» **WORK ITEM**
Your answer should be the lines below from the one holding "fn real(self, a: f64, b: f64)" through the one holding "let machine = &mut interp.machine;", copied exactly and with nothing else.

» **TASK DATA**
------------------------
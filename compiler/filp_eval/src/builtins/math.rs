//! Arithmetic.
//!
//! Integer arithmetic wraps. `filp_real` switches every operator but `%`
//! to reals.

use filp_core::{ErrorKind, ValueId};

use super::Word;
use crate::{Interpreter, Status};

pub(super) const WORDS: &[(&str, Word)] = &[
    ("add", add),
    ("+", add),
    ("sub", sub),
    ("-", sub),
    ("mul", mul),
    ("*", mul),
    ("div", div),
    ("/", div),
    ("mod", modulo),
    ("%", modulo),
    ("+=", add_assign),
    ("-=", sub_assign),
    ("*=", mul_assign),
    ("/=", div_assign),
];

#[derive(Copy, Clone, Debug, PartialEq, Eq)]
enum Op {
    Add,
    Sub,
    Mul,
    Div,
    Mod,
}

impl Op {
    /// `None` on division by zero.
    fn int(self, a: i64, b: i64) -> Option<i64> {
        match self {
            Op::Add => Some(a.wrapping_add(b)),
            Op::Sub => Some(a.wrapping_sub(b)),
            Op::Mul => Some(a.wrapping_mul(b)),
            Op::Div => (b != 0).then(|| a.wrapping_div(b)),
            Op::Mod => (b != 0).then(|| a.wrapping_rem(b)),
        }
    }

    fn real(self, a: f64, b: f64) -> f64 {
        match self {
            Op::Add => a + b,
            Op::Sub => a - b,
            Op::Mul => a * b,
            Op::Div => a / b,
            Op::Mod => a % b,
        }
    }
}

/// `a op b` as a new value, in the current mode.
fn apply(interp: &mut Interpreter, op: Op, a: ValueId, b: ValueId) -> Option<ValueId> {
    let machine = &mut interp.machine;
    if machine.flags.real && op != Op::Mod {
        let r = op.real(machine.heap.to_real(a), machine.heap.to_real(b));
        return Some(machine.heap.real(r));
    }
    match op.int(machine.heap.to_int(a), machine.heap.to_int(b)) {
        Some(n) => Some(machine.heap.int(n)),
        None => {
            machine.fail_with(ErrorKind::InternalError, b"division by zero");
            None
        }
    }
}

fn binary(interp: &mut Interpreter, op: Op) -> Status {
    let b = interp.machine.pop();
    let a = interp.machine.pop();
    match apply(interp, op, a, b) {
        Some(r) => {
            interp.put(r);
            Status::Ok
        }
        None => Status::Error,
    }
}

/// `name operand op=`: update a symbol in place. Unknown names are left
/// alone.
fn assign(interp: &mut Interpreter, op: Op) -> Status {
    let operand = interp.machine.pop();
    let name = interp.machine.pop();
    let name = interp.machine.heap.text(name).to_vec();
    let Some(id) = interp.machine.find_symbol(&name) else {
        return Status::Ok;
    };

    let current = interp.machine.symbol_value(id);
    let Some(r) = apply(interp, op, current, operand) else {
        return Status::Error;
    };
    match interp.machine.set_symbol(id, r) {
        Ok(()) => Status::Ok,
        Err(kind) => {
            interp.machine.fail(kind);
            Status::Error
        }
    }
}

fn add(interp: &mut Interpreter) -> Status {
    binary(interp, Op::Add)
}

fn sub(interp: &mut Interpreter) -> Status {
    binary(interp, Op::Sub)
}

fn mul(interp: &mut Interpreter) -> Status {
    binary(interp, Op::Mul)
}

fn div(interp: &mut Interpreter) -> Status {
    binary(interp, Op::Div)
}

fn modulo(interp: &mut Interpreter) -> Status {
    binary(interp, Op::Mod)
}

fn add_assign(interp: &mut Interpreter) -> Status {
    assign(interp, Op::Add)
}

fn sub_assign(interp: &mut Interpreter) -> Status {
    assign(interp, Op::Sub)
}

fn mul_assign(interp: &mut Interpreter) -> Status {
    assign(interp, Op::Mul)
}

fn div_assign(interp: &mut Interpreter) -> Status {
    assign(interp, Op::Div)
}

#[cfg(test)]
mod tests;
------------------------
» **TASK OUTPUT**
    fn real(self, a: f64, b: f64) -> f64 {
        match self {
            Op::Add => a + b,
            Op::Sub => a - b,
            Op::Mul => a * b,
            Op::Div => a / b,
            Op::Mod => a % b,
        }
    }
}

/// `a op b` as a new value, in the current mode.
fn apply(interp: &mut Interpreter, op: Op, a: ValueId, b: ValueId) -> Option<ValueId> {
    let machine = &mut interp.machine;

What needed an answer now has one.